« I’m no one ».
Bipul, personnage central du film, est danseur dans la vraie vie. Et équilibriste dans Problemski Hôtel, demandeur d’asile flottant hors du temps, de l’espace et de l’identité après avoir perdu la mémoire. « I am no one ». C’est donc ça, être quelqu’un : savoir d’où l’on vient, comment on s’appelle, pouvoir être situé sur une carte de géographie et d’identité. Bipul n’est pas situable. Pourquoi en devient-il immédiatement poétique, pourquoi dès lors tout le film tourne-t-il autour de lui, voilà qui revient à poser l’une des nombreuses questions soulevées par l’étonnante fiction de Manu Riche, Grand Prix au Festival de La Roche-sur-Yon et Grand Prix du Jury au Festival de Mâcon.

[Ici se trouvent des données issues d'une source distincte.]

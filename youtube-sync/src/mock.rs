//! In-memory stand-ins for YouTube and the signed-in identity.
//!
//! [`FakeYouTube`] serves canned records and counts every call it receives, so tests can
//! assert not only on results but on how many lookups an operation needed. Its playlist
//! listings are served through the real [`PageStream`], one counted fetch per page.

use crate::identity::IdentityResolver;
use crate::records::Thumbnails;
use crate::youtube_api::types::PageStream;
use crate::youtube_api::{
    AccountInfo, ChannelInfo, PlaylistInfo, PlaylistVideo, SubscribedChannel, UploadsPlaylistId,
    VideoMetadata, YouTubeApi,
};
use jiff::Timestamp;
use std::collections::{HashMap, VecDeque};
use std::sync::Mutex;
use std::sync::atomic::{AtomicUsize, Ordering};
use tokio_stream::Stream;

pub fn playlist_info(id: &str, channel_id: &str, title: &str, video_count: u64) -> PlaylistInfo {
    PlaylistInfo {
        id: id.to_string(),
        channel_id: channel_id.to_string(),
        title: title.to_string(),
        description: format!("{title} description"),
        video_count,
        thumbnails: Thumbnails::from([(
            "default".to_string(),
            format!("https://i.ytimg.com/pl/{id}/default.jpg"),
        )]),
    }
}

pub fn playlist_video(id: &str, channel_id: &str) -> PlaylistVideo {
    PlaylistVideo {
        id: id.to_string(),
        title: format!("video {id}"),
        description: String::new(),
        published_at: Timestamp::from_second(1_700_000_000).expect("valid timestamp"),
        thumbnails: Thumbnails::new(),
        channel_id: channel_id.to_string(),
    }
}

#[derive(Debug, Default)]
pub struct FakeYouTube {
    account: Option<AccountInfo>,
    channels: HashMap<String, ChannelInfo>,
    playlists: HashMap<String, PlaylistInfo>,
    subscriptions: HashMap<String, Vec<SubscribedChannel>>,
    playlist_pages: HashMap<String, Vec<Vec<PlaylistVideo>>>,
    metadata: HashMap<String, VideoMetadata>,
    calls: Mutex<HashMap<&'static str, usize>>,
}

impl FakeYouTube {
    /// A YouTube where account `1234` owns channel `UCme` with playlists `UUme`, `HL`, `WL`.
    pub fn with_account() -> Self {
        let mut api = Self {
            account: Some(AccountInfo {
                id: "UCme".to_string(),
                title: "Me".to_string(),
                watch_history_playlist_id: Some("HL".to_string()),
                watch_later_playlist_id: Some("WL".to_string()),
            }),
            ..Self::default()
        };
        api.add_channel("UCme", "Me", "UUme");
        api.add_playlist(playlist_info("HL", "UCme", "History", 30));
        api.add_playlist(playlist_info("WL", "UCme", "Watch later", 3));
        api
    }

    /// Adds a channel along with its uploads playlist.
    pub fn add_channel(&mut self, id: &str, title: &str, uploads_playlist_id: &str) {
        self.channels.insert(
            id.to_string(),
            ChannelInfo {
                id: id.to_string(),
                title: title.to_string(),
                thumbnails: Thumbnails::from([(
                    "default".to_string(),
                    format!("https://yt3.ggpht.com/{id}"),
                )]),
                uploads_playlist_id: uploads_playlist_id.to_string(),
            },
        );
        self.add_playlist(playlist_info(
            uploads_playlist_id,
            id,
            &format!("Uploads from {title}"),
            10,
        ));
    }

    /// Makes lookups of `alias` answer with channel `id`, which must already exist.
    pub fn alias_channel(&mut self, alias: &str, id: &str) {
        let channel = self.channels[id].clone();
        self.channels.insert(alias.to_string(), channel);
    }

    pub fn add_playlist(&mut self, playlist: PlaylistInfo) {
        self.playlists.insert(playlist.id.clone(), playlist);
    }

    pub fn playlist_mut(&mut self, id: &str) -> &mut PlaylistInfo {
        self.playlists.get_mut(id).expect("playlist exists")
    }

    pub fn remove_playlist(&mut self, id: &str) {
        self.playlists.remove(id);
    }

    pub fn remove_channel(&mut self, id: &str) {
        self.channels.remove(id);
    }

    /// Makes `subscriber` follow each of `channel_ids`, which must already exist.
    pub fn follow(&mut self, subscriber: &str, channel_ids: &[&str]) {
        let followed = channel_ids.iter().map(|id| {
            let channel = &self.channels[*id];
            SubscribedChannel {
                id: channel.id.clone(),
                title: channel.title.clone(),
                thumbnails: channel.thumbnails.clone(),
            }
        });
        let followed: Vec<_> = followed.collect();
        self.subscriptions
            .entry(subscriber.to_string())
            .or_default()
            .extend(followed);
    }

    pub fn set_pages(&mut self, playlist_id: &str, pages: Vec<Vec<PlaylistVideo>>) {
        self.playlist_pages.insert(playlist_id.to_string(), pages);
    }

    pub fn set_metadata(&mut self, video_id: &str, view_count: i64, duration: i64) {
        self.metadata.insert(
            video_id.to_string(),
            VideoMetadata {
                id: video_id.to_string(),
                view_count,
                duration,
            },
        );
    }

    /// How often the named call (or `"playlist_page"` for page fetches) was made.
    pub fn calls(&self, call: &str) -> usize {
        self.calls.lock().unwrap().get(call).copied().unwrap_or(0)
    }

    pub fn total_calls(&self) -> usize {
        self.calls.lock().unwrap().values().sum()
    }

    fn record(&self, call: &'static str) {
        *self.calls.lock().unwrap().entry(call).or_default() += 1;
    }
}

impl YouTubeApi for FakeYouTube {
    async fn get_account_info(&self) -> eyre::Result<AccountInfo> {
        self.record("get_account_info");
        self.account
            .clone()
            .ok_or_else(|| eyre::eyre!("the authenticated account has no channel"))
    }

    async fn get_channel_info(&self, channel_id: &str) -> eyre::Result<ChannelInfo> {
        self.record("get_channel_info");
        self.channels
            .get(channel_id)
            .cloned()
            .ok_or_else(|| eyre::eyre!("channel not found: {}", channel_id))
    }

    async fn get_playlist_info(&self, playlist_id: &str) -> eyre::Result<PlaylistInfo> {
        self.record("get_playlist_info");
        self.playlists
            .get(playlist_id)
            .cloned()
            .ok_or_else(|| eyre::eyre!("playlist not found: {}", playlist_id))
    }

    async fn get_playlists(&self, playlist_ids: &[String]) -> eyre::Result<Vec<PlaylistInfo>> {
        self.record("get_playlists");
        Ok(playlist_ids
            .iter()
            .filter_map(|id| self.playlists.get(id).cloned())
            .collect())
    }

    async fn get_subscribed_channels(
        &self,
        channel_id: &str,
    ) -> eyre::Result<Vec<SubscribedChannel>> {
        self.record("get_subscribed_channels");
        Ok(self
            .subscriptions
            .get(channel_id)
            .cloned()
            .unwrap_or_default())
    }

    async fn get_uploads_playlist_ids(
        &self,
        channel_ids: &[String],
    ) -> eyre::Result<Vec<UploadsPlaylistId>> {
        self.record("get_uploads_playlist_ids");
        Ok(channel_ids
            .iter()
            .filter_map(|id| self.channels.get(id))
            .map(|channel| UploadsPlaylistId {
                channel_id: channel.id.clone(),
                uploads_playlist_id: channel.uploads_playlist_id.clone(),
            })
            .collect())
    }

    fn playlist_video_pages<'a>(
        &'a self,
        playlist_id: &'a str,
    ) -> impl Stream<Item = eyre::Result<VecDeque<PlaylistVideo>>> + Send + 'a {
        PageStream::new(move |page_token: Option<String>| async move {
            self.record("playlist_page");
            let pages = self
                .playlist_pages
                .get(playlist_id)
                .ok_or_else(|| eyre::eyre!("playlist not found: {}", playlist_id))?;
            let index = match page_token {
                Some(token) => token.parse::<usize>()?,
                None => 0,
            };
            let page = pages.get(index).cloned().unwrap_or_default();
            let next = (index + 1 < pages.len()).then(|| (index + 1).to_string());
            Ok::<_, eyre::Report>((VecDeque::from(page), next))
        })
    }

    async fn get_videos_metadata(&self, video_ids: &[String]) -> eyre::Result<Vec<VideoMetadata>> {
        self.record("get_videos_metadata");
        Ok(video_ids
            .iter()
            .filter_map(|id| self.metadata.get(id).cloned())
            .collect())
    }
}

#[derive(Debug, Default)]
pub struct FakeIdentity {
    active: Option<String>,
    fail: bool,
    lookups: AtomicUsize,
}

impl FakeIdentity {
    pub fn new(active: Option<&str>) -> Self {
        Self {
            active: active.map(String::from),
            ..Self::default()
        }
    }

    /// An identity subsystem that reports an error on every lookup.
    pub fn failing() -> Self {
        Self {
            fail: true,
            ..Self::default()
        }
    }

    pub fn lookups(&self) -> usize {
        self.lookups.load(Ordering::SeqCst)
    }
}

impl IdentityResolver for FakeIdentity {
    async fn active_account_id(&self) -> eyre::Result<Option<String>> {
        self.lookups.fetch_add(1, Ordering::SeqCst);
        if self.fail {
            eyre::bail!("identity permission was not granted");
        }
        Ok(self.active.clone())
    }
}
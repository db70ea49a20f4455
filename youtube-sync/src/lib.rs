pub mod config;
pub mod error;
pub mod identity;
#[cfg(test)]
mod mock;
pub mod records;
pub mod source;
pub mod youtube_api;

pub use error::AccountError;
pub use identity::{IdentityResolver, StaticIdentity};
pub use source::DataSource;
pub use youtube_api::YouTubeApi;
pub use youtube_api::client::YouTubeClient;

Au départ, une histoire de reportage, celui du journaliste et écrivain flamand Dimitri Verhulst qui s’était plongé dans l’expérience d’un centre d’accueil pour réfugiés et en avait ensuite tiré un article pour De Morgen en 1999, puis un roman en 2003, Hôtel Problemski*. Le même auteur avait écrit La Merditude des Choses, porté à l’écran avec le succès que l’on sait. Au départ donc, une histoire de réel lourd passant ensuite par la fiction pour nous parvenir. Formé quant à lui à l’école du théâtre, Manu Riche s’est orienté vers la réalisation documentaire à la fin des années 1980 et a choisi également la liberté et la mise à distance de la fiction pour ce dernier film. Car Problemski Hôtel, délibérément, définitivement, n’a pas les pieds sur terre et encore moins dans la boue d’un camp de réfugiés pour nous faire toucher du doigt, tout en légèreté, la kyrielle de drames humains charriés par l’exil que sont le viol, les mineurs non protégés, le mariage forcé, l’accouchement clandestin, l’enfanticide, le suicide.
C’est au dixième étage d’une improbable tour de la BNP destinée à la démolition, entre ciel, béton, fer et verre que Manu Riche « installe » comme une œuvre d’art son dispositif scénique choral, aussi métaphorique qu’onirique. A l’image d’une chorégraphie de Pina Bausch se croisent des demandeurs d’asile de tous horizons que seul Bipul le polyglotte peut relier, un sapin trop grand qu’il s’agit de monter sur le toit on ne sait plus pourquoi, une marathonienne étrangement graphique et obsessionnelle, et autres activités forcément burlesques. Le tout se noie dans la mélancolie de violons en bande son traduisant parfaitement le jeu de trajectoires dérisoires et brisées que peut constituer une existence. Tout comme Bipul l’amnésique qui ne peut être renvoyé dans un pays puisqu’il l’a oublié, chaque situation est renvoyée à l’absurde. Dans cet univers bancaire désaffecté et ultra-contemporain, on comprend vite que la situation des migrants est appréhendée sous un angle symbolique, abstrait, épuré, et qu’elle représente à son tour la condition universelle de chacun face à un destin qui est la mort. Se comprend mieux alors l’ouverture du film avec ce camion transportant un sapin sur une route déserte au son de violons étrangement funèbres. Ainsi Problemski Hôtel parvient-il, avec une indéniable virtuosité, à mettre en balance le tragique et l’absurde, le désespoir et la légèreté, Kafka et Tati, tout en livrant une peinture de notre société assujettie à un système bancaire et financier la menant à sa fin, incapable d’offrir l’asile c’est-à-dire un lieu à ceux qui fuient celui où ils sont nés et qui les définissait autant qu’il les détruisait.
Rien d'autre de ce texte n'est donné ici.